Due to our interest in the predictability of Medicane Ianos, the focus shifted to the most intense day that impacted Greece. Hence, the results for the high-spatial-resolution domain were examined for the most impactful day in terms of medicane intensity on 18 September 2020. It was found that all simulations, whether with or without assimilation, overpredicted the rainfall amount. The FSS score was found to be higher for the FULL experiment between the 24th and 38th hours of simulations compared to the other two experiments.

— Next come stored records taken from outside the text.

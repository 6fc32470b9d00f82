//! Fixed timestep simulation tick
//!
//! Core game loop that advances simulation deterministically.

use super::collision::{bullet_enemy_hits, player_enemy_hit};
use super::state::{GamePhase, GameState};

/// Input commands for a single tick (deterministic)
#[derive(Debug, Clone, Default)]
pub struct TickInput {
    /// Rotate counter-clockwise on screen (held)
    pub rotate_left: bool,
    /// Rotate clockwise on screen (held)
    pub rotate_right: bool,
    /// Fire one bullet (one-shot)
    pub fire: bool,
}

/// What changed during collision resolution
#[derive(Debug, Clone, Default, PartialEq, Eq)]
pub struct TickReport {
    /// IDs of enemies destroyed by bullets
    pub enemies_shot: Vec<u32>,
    /// Enemy that rammed the player, if any
    pub rammed_by: Option<u32>,
    pub life_lost: bool,
}

/// Advance the game state by one tick
pub fn tick(state: &mut GameState, input: &TickInput) -> TickReport {
    // Frozen once the game is over
    if state.phase == GamePhase::GameOver {
        return TickReport::default();
    }

    state.time_ticks += 1;

    if input.fire {
        state.spawn_bullet();
    }

    for star in &mut state.stars {
        star.update(&mut state.rng);
    }
    state.player.update(input);
    for bullet in &mut state.bullets {
        bullet.update();
    }
    for enemy in &mut state.enemies {
        let before = enemy.radius;
        enemy.update(&mut state.rng);
        if enemy.radius < before {
            log::debug!("Enemy {} restarted its spiral at {}°", enemy.id, enemy.angle);
        }
    }
    state.compact();

    resolve_collisions(state)
}

/// Run bullet/enemy and player/enemy collision checks on the current
/// positions, applying score, lives and respawns
pub fn resolve_collisions(state: &mut GameState) -> TickReport {
    let mut report = TickReport::default();
    if state.phase == GamePhase::GameOver {
        return report;
    }

    // Bullets vs enemies: every enemy and bullet involved is destroyed
    for hit in bullet_enemy_hits(&state.bullets, &state.enemies) {
        let enemy = &mut state.enemies[hit.enemy];
        if enemy.alive {
            enemy.alive = false;
            report.enemies_shot.push(enemy.id);
        }
        state.bullets[hit.bullet].alive = false;
    }
    let kills = report.enemies_shot.len();
    state.score += state.rules.kill_reward * kills as u64;
    state.compact();
    if state.rules.respawn_enemies {
        for _ in 0..kills {
            state.spawn_enemy();
        }
    }

    // Player vs enemies
    if state.player.is_invincible() {
        state.player.invincible_ticks -= 1;
        return report;
    }

    let player_rect = state.player.rect();
    if let Some(index) = player_enemy_hit(&player_rect, &state.enemies) {
        let enemy = state.enemies.remove(index);
        report.rammed_by = Some(enemy.id);
        report.life_lost = true;
        if state.rules.respawn_enemies {
            state.spawn_enemy();
        }

        state.lives = state.lives.saturating_sub(1);
        log::debug!("Rammed by enemy {}, {} lives left", enemy.id, state.lives);

        if state.lives == 0 {
            state.phase = GamePhase::GameOver;
            log::info!("Game over with score {}", state.score);
        } else {
            state.player.invincible_ticks = state.rules.invincibility_ticks;
            state.player.reset();
        }
    }

    report
}
//! TCFU - an orbital arcade shooter ("They Crawled from Uranus" replica)
//!
//! Core modules:
//! - `sim`: Deterministic simulation (entities, motion, collisions, game state)
//! - `session`: Screen state machine (menus, playing, game over)
//! - `sprite`: Sprite strategies (procedural shapes or an external image)
//! - `renderer`: WebGPU rendering pipeline and scene building
//! - `settings`: Data-driven configuration

pub mod renderer;
pub mod session;
pub mod settings;
pub mod sim;
pub mod sprite;

pub use session::{Flow, Key, Screen, Session};
pub use settings::{Settings, SpriteMode};

use glam::Vec2;

/// Game configuration constants
pub mod consts {
    /// Fixed simulation rate (ticks per second)
    pub const TICK_RATE: u32 = 60;

    /// Play field dimensions (logical units, origin top-left, y down)
    pub const SCREEN_WIDTH: f32 = 800.0;
    pub const SCREEN_HEIGHT: f32 = 600.0;

    /// Starfield
    pub const STAR_SIZE: f32 = 2.0;
    pub const STAR_MIN_SPEED: u32 = 1;
    pub const STAR_MAX_SPEED: u32 = 5;

    /// Player ship - orbits the screen center
    pub const PLAYER_SIZE: f32 = 50.0;
    pub const PLAYER_ORBIT_RADIUS: f32 = SCREEN_HEIGHT / 2.0 - 50.0; // min(w, h) / 2 - 50
    pub const PLAYER_ROTATION_SPEED: f32 = 0.05; // radians per tick

    /// Bullets
    pub const BULLET_WIDTH: f32 = 5.0;
    pub const BULLET_HEIGHT: f32 = 10.0;
    pub const BULLET_SPEED: f32 = 10.0;
    /// Distance from the ship center to the muzzle
    pub const MUZZLE_OFFSET: f32 = 10.0;

    /// Enemies - spiral out from the center
    pub const ENEMY_WIDTH: f32 = 40.0;
    pub const ENEMY_HEIGHT: f32 = 30.0;
    pub const ENEMY_ANGULAR_SPEED: f32 = 2.0; // degrees per tick
    pub const ENEMY_RADIAL_SPEED: f32 = 0.5;

    /// Invincibility flicker half-period (ticks)
    pub const FLICKER_TICKS: u32 = 8;
}

/// Center of the play field
#[inline]
pub fn screen_center() -> Vec2 {
    Vec2::new(consts::SCREEN_WIDTH / 2.0, consts::SCREEN_HEIGHT / 2.0)
}

/// Convert polar (r, theta) to cartesian (x, y), theta in radians
#[inline]
pub fn polar_to_cartesian(r: f32, theta: f32) -> Vec2 {
    Vec2::new(r * theta.cos(), r * theta.sin())
}

/// Convert polar (r, degrees) to cartesian (x, y)
#[inline]
pub fn polar_degrees_to_cartesian(r: f32, degrees: f32) -> Vec2 {
    polar_to_cartesian(r, degrees.to_radians())
}

#[cfg(test)]
mod tests {
    use super::*;
    use std::f32::consts::FRAC_PI_2;

    #[test]
    fn test_polar_to_cartesian_axes() {
        let p = polar_to_cartesian(10.0, 0.0);
        assert!((p.x - 10.0).abs() < 1e-5 && p.y.abs() < 1e-5);

        // y grows downward on screen, so +90 degrees points down
        let p = polar_to_cartesian(10.0, FRAC_PI_2);
        assert!(p.x.abs() < 1e-5 && (p.y - 10.0).abs() < 1e-5);
    }

    #[test]
    fn test_polar_degrees_matches_radians() {
        let a = polar_degrees_to_cartesian(42.0, 135.0);
        let b = polar_to_cartesian(42.0, 135.0_f32.to_radians());
        assert_eq!(a, b);
    }

    #[test]
    fn test_orbit_radius() {
        assert_eq!(consts::PLAYER_ORBIT_RADIUS, 250.0);
        assert_eq!(screen_center(), Vec2::new(400.0, 300.0));
    }
}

Focusing on 6-hour intervals of precipitation accumulation between 12 and 18 UTC, the forecasts with no assimilation seemed to outperform the assimilation experiments in terms of maximum accumulation over the domain. Between the assimilation experiments, the maximum precipitation accumulation was brought closer to the ground truth when the IMERG data were assimilated for the same 6-hour period. Between 18 and 00 UTC, the FULL experiment outperformed all experiments in terms of maximum value, although its results were still far from the ground truth. Moreover, the IMERG assimilation did bring the results closer to the reanalysis data for rainfall and corrected the spatial distribution over the Peloponnese when compared to the GTS experiment. When examining the spatial averages of the domain for the three experiments and for the IMERG satellite data, the findings showed opposite behavior compared to the maximum precipitation accumulation results. It was found that the GTS experiment for the examined day had a spatial average of accumulated precipitation closer to the satellite data results than the FULL experiment, meaning that the inclusion of IMERG data did manage to smooth out extremes but was outperformed by GTS in terms of spatial averaging. This finding should be interpreted carefully, as the spatial distribution of the precipitation was closer to the ground truth when the IMERG data were included. It is possible that the inclusion of GTS data misplaced the precipitation distribution, adding only some extreme values over specific areas while reducing the amount of precipitation in other areas.

In general, the inclusion of observations in the forecasting system can benefit the forecast quality with an appropriate model setup. We found that including precipitation satellite products brought the atmospheric state closer to the truth while also reshaping the spatial distribution of the precipitation closer to the truth. Despite this, the model configuration favored the overprediction of the precipitation patterns regardless of assimilation. The impact of the assimilated observations was found to persist for temperature over the simulation horizon, while precipitation improvement was seen only up to few hours of simulations, consistent with the results of previous studies.

While some benefit can be gleaned from assimilation, there are some points to consider. This research was conducted only for one medicane test case, and no definite conclusions can be drawn. It is possible that with another model setup, altered results could be obtained, but safer conclusions could only be plausible if more test cases could be examined using the same setup. It must be added here that 4D-Var assimilation is computationally expensive, limiting the number of test cases. Moreover, for this case study, the final run of the IMERG product was chosen. The availability of this research-quality product is not suitable for operational assimilation and forecasting. For the operational case, the early run has to be chosen, although with some concerns as to the quality loss of the product. Despite this, IMERG satellite products leave room to investigate possible benefits from all available datasets and possibly computationally cheaper assimilation algorithms.